▸ TRY IT: Each entry, in full: copy it out exactly.

########

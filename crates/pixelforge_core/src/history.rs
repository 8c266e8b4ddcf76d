/// Maximum number of archived versions kept per artifact.
pub const HISTORY_LIMIT: usize = 5;

/// Appends `entry` and evicts the oldest entries beyond [`HISTORY_LIMIT`].
///
/// Evicted snapshots still reference their assets; nothing is deleted.
pub fn archive<T>(mut history: Vec<T>, entry: T) -> Vec<T> {
    history.push(entry);
    if history.len() > HISTORY_LIMIT {
        let excess = history.len() - HISTORY_LIMIT;
        history.drain(..excess);
    }
    history
}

########

▸ TASK RESULT:
filename crates/pixelforge_core/src/history.rs
repository 8c266e8b4ddcf76d
/// Maximum number of archived versions kept per artifact.
pub const HISTORY_LIMIT: usize = 5;

/// Appends `entry` and evicts the oldest entries beyond [`HISTORY_LIMIT`].
///
/// Evicted snapshots still reference their assets; nothing is deleted.
pub fn archive<T>(mut history: Vec<T>, entry: T) -> Vec<T> {
    history.push(entry);
    if history.len() > HISTORY_LIMIT {
        let excess = history.len() - HISTORY_LIMIT;
        history.drain(..excess);
    }
    history
}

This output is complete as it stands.